The skill exposes multiple device- and account-changing commands, but explicit confirmation is only stated for temperature and alarms, leaving other state changes less clearly bounded.
Quick start - `eightctl status` - `eightctl on|off` - `eightctl temp 20` Common tasks - Alarms: `eightctl alarm list|create|dismiss` - Schedules: `eightctl schedule list|create|update` - Audio: `eightctl audio state|play|pause` - Base: `eightctl base info|angle` Notes - Confirm before changing temperature or alarms.
Require explicit user confirmation before every state-changing command, especially on/off, schedule create/update, audio playback, and base angle changes.
The configured credentials may allow control of the user's Eight Sleep pod and related account settings.
The skill needs Eight Sleep account authentication, which is expected for controlling the device, but those credentials are sensitive and are not declared as a primary credential in the registry metadata.
Requires auth. Auth - Config: `~/.config/eightctl/config.yaml` - Env: `EIGHTCTL_EMAIL`, `EIGHTCTL_PASSWORD`
Use the least-privileged authentication method available, store credentials securely, and avoid installing unless you trust the eightctl CLI and its upstream source.
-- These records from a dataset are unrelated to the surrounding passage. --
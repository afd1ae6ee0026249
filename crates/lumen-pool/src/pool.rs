//! Growable fixed-block allocator behind a single mutex.

use std::mem::MaybeUninit;
use std::ptr::NonNull;
use std::sync::{Mutex, MutexGuard, PoisonError};

use tracing::debug;

/// One contiguous run of `len` uninitialized slots.
///
/// Owned through a raw pointer so that slot pointers handed out earlier
/// stay valid when later slots are carved from the same block.
struct Block<T> {
    slots: NonNull<MaybeUninit<T>>,
    len: usize,
}

impl<T> Block<T> {
    fn new(len: usize) -> Self {
        let boxed: Box<[MaybeUninit<T>]> = Box::new_uninit_slice(len);
        let slots = NonNull::from(Box::leak(boxed)).cast::<MaybeUninit<T>>();
        Self { slots, len }
    }

    /// Pointer to slot `i`. Caller keeps `i < len`.
    fn slot(&self, i: usize) -> NonNull<T> {
        debug_assert!(i < self.len);
        // SAFETY: `i < len`, so the offset stays inside the allocation.
        unsafe { self.slots.add(i).cast() }
    }
}

impl<T> Drop for Block<T> {
    fn drop(&mut self) {
        let raw = std::ptr::slice_from_raw_parts_mut(self.slots.as_ptr(), self.len);
        // SAFETY: `raw` is exactly the pointer leaked in `Block::new`. The
        // slots are `MaybeUninit`, so no element destructors run.
        drop(unsafe { Box::from_raw(raw) });
    }
}

struct PoolState<T> {
    blocks: Vec<Block<T>>,
    /// Slots already carved from the last block.
    used: usize,
    free_list: Vec<NonNull<T>>,
    allocated: usize,
}

// SAFETY: the raw pointers only refer to blocks owned by this state, and
// every access to them happens under the pool mutex. Values of `T` may be
// created on one thread and dropped on another, hence `T: Send`.
unsafe impl<T: Send> Send for PoolState<T> {}

impl<T> PoolState<T> {
    fn fresh(block_size: usize) -> Self {
        Self {
            blocks: vec![Block::new(block_size)],
            used: 0,
            free_list: Vec::new(),
            allocated: 0,
        }
    }
}

/// Snapshot of pool accounting, taken under the pool lock.
#[derive(Clone, Copy, Debug, Default, PartialEq, Eq)]
pub struct PoolStats {
    /// Slots currently handed out.
    pub allocated: usize,
    /// Total slots across all blocks.
    pub capacity: usize,
    /// Reclaimed slots waiting for reuse.
    pub free: usize,
    /// Number of blocks.
    pub blocks: usize,
    /// Bytes reserved for slots (`capacity * size_of::<T>()`).
    pub memory_usage: usize,
}

/// Thread-safe, growable pool of fixed-size `T` slots.
///
/// Every address returned by [`allocate`](Self::allocate) is either in use
/// by exactly one caller or on the free list. Freed slots are reused LIFO.
/// The pool grows by one block at a time and never shrinks, except through
/// [`reset`](Self::reset).
///
/// All operations take one pool-wide lock.
pub struct MemoryPool<T> {
    block_size: usize,
    state: Mutex<PoolState<T>>,
}

impl<T> MemoryPool<T> {
    /// Block size used by [`MemoryPool::default`].
    pub const DEFAULT_BLOCK_SIZE: usize = 1024;

    /// Create a pool with one empty block of `block_size` slots.
    ///
    /// # Panics
    ///
    /// Panics if `block_size` is zero.
    pub fn new(block_size: usize) -> Self {
        assert!(block_size > 0, "block size must be positive");
        Self {
            block_size,
            state: Mutex::new(PoolState::fresh(block_size)),
        }
    }

    fn lock(&self) -> MutexGuard<'_, PoolState<T>> {
        // Pool state is never left half-updated, so a poisoned lock is still usable.
        self.state.lock().unwrap_or_else(PoisonError::into_inner)
    }

    /// Move `value` into a pooled slot and return its address.
    ///
    /// Reuses the most recently freed slot if there is one, otherwise
    /// carves the next slot of the current block, adding a block when the
    /// current one is full. The slot stays valid until it is passed to
    /// [`deallocate`](Self::deallocate), or the pool is reset or dropped.
    pub fn allocate(&self, value: T) -> NonNull<T> {
        let mut guard = self.lock();
        let state = &mut *guard;

        let slot = match state.free_list.pop() {
            Some(slot) => slot,
            None => {
                if state.used == self.block_size {
                    state.blocks.push(Block::new(self.block_size));
                    state.used = 0;
                    debug!(
                        blocks = state.blocks.len(),
                        block_size = self.block_size,
                        "memory pool grew"
                    );
                }
                let last = state.blocks.len() - 1;
                let slot = state.blocks[last].slot(state.used);
                state.used += 1;
                slot
            }
        };

        // SAFETY: `slot` is in a live block and not handed to anyone else,
        // so writing into it cannot alias another value.
        unsafe { slot.as_ptr().write(value) };
        state.allocated += 1;
        slot
    }

    /// [`allocate`](Self::allocate) a default-constructed value.
    pub fn allocate_default(&self) -> NonNull<T>
    where
        T: Default,
    {
        self.allocate(T::default())
    }

    /// Drop the value at `ptr` and return its slot to the free list.
    ///
    /// # Safety
    ///
    /// `ptr` must have been returned by `allocate` on this pool, must not
    /// have been deallocated since, and no reset may have happened in
    /// between. The caller must not use `ptr` afterwards.
    pub unsafe fn deallocate(&self, ptr: NonNull<T>) {
        // SAFETY: the caller guarantees `ptr` holds a live value we own.
        unsafe { ptr.as_ptr().drop_in_place() };

        let mut state = self.lock();
        debug_assert!(state.allocated > 0, "deallocate without matching allocate");
        state.free_list.push(ptr);
        state.allocated -= 1;
    }

    /// Discard every block and the free list, then start over with one
    /// empty block.
    ///
    /// Every previously returned address becomes invalid. Values still
    /// allocated are forgotten, not dropped.
    pub fn reset(&self) {
        let mut state = self.lock();
        let leaked = state.allocated;
        *state = PoolState::fresh(self.block_size);
        debug!(leaked, "memory pool reset");
    }

    /// Slots per block.
    pub fn block_size(&self) -> usize {
        self.block_size
    }

    /// Slots currently handed out.
    pub fn allocated_count(&self) -> usize {
        self.lock().allocated
    }

    /// Total slots across all blocks.
    pub fn capacity(&self) -> usize {
        self.lock().blocks.len() * self.block_size
    }

    /// Bytes reserved for slots.
    pub fn memory_usage(&self) -> usize {
        self.capacity() * std::mem::size_of::<T>()
    }

    /// Reclaimed slots waiting for reuse.
    pub fn free_count(&self) -> usize {
        self.lock().free_list.len()
    }

    /// Number of blocks.
    pub fn block_count(&self) -> usize {
        self.lock().blocks.len()
    }

    /// Consistent snapshot of all counters.
    pub fn stats(&self) -> PoolStats {
        let state = self.lock();
        let capacity = state.blocks.len() * self.block_size;
        PoolStats {
            allocated: state.allocated,
            capacity,
            free: state.free_list.len(),
            blocks: state.blocks.len(),
            memory_usage: capacity * std::mem::size_of::<T>(),
        }
    }
}

impl<T> Default for MemoryPool<T> {
    fn default() -> Self {
        Self::new(Self::DEFAULT_BLOCK_SIZE)
    }
}

impl<T> std::fmt::Debug for MemoryPool<T> {
    fn fmt(&self, f: &mut std::fmt::Formatter<'_>) -> std::fmt::Result {
        f.debug_struct("MemoryPool")
            .field("block_size", &self.block_size)
            .field("stats", &self.stats())
            .finish()
    }
}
Future upstream changes to the CLI could affect what code is installed and run.
The skill installs an external CLI from a moving @latest Go module. This is consistent with the skill's purpose, but the installed code is not present in the artifact set and may change over time.
go | module: github.com/steipete/eightctl/cmd/eightctl@latest | creates binaries: eightctl
Prefer a pinned module version and review the upstream project before installing.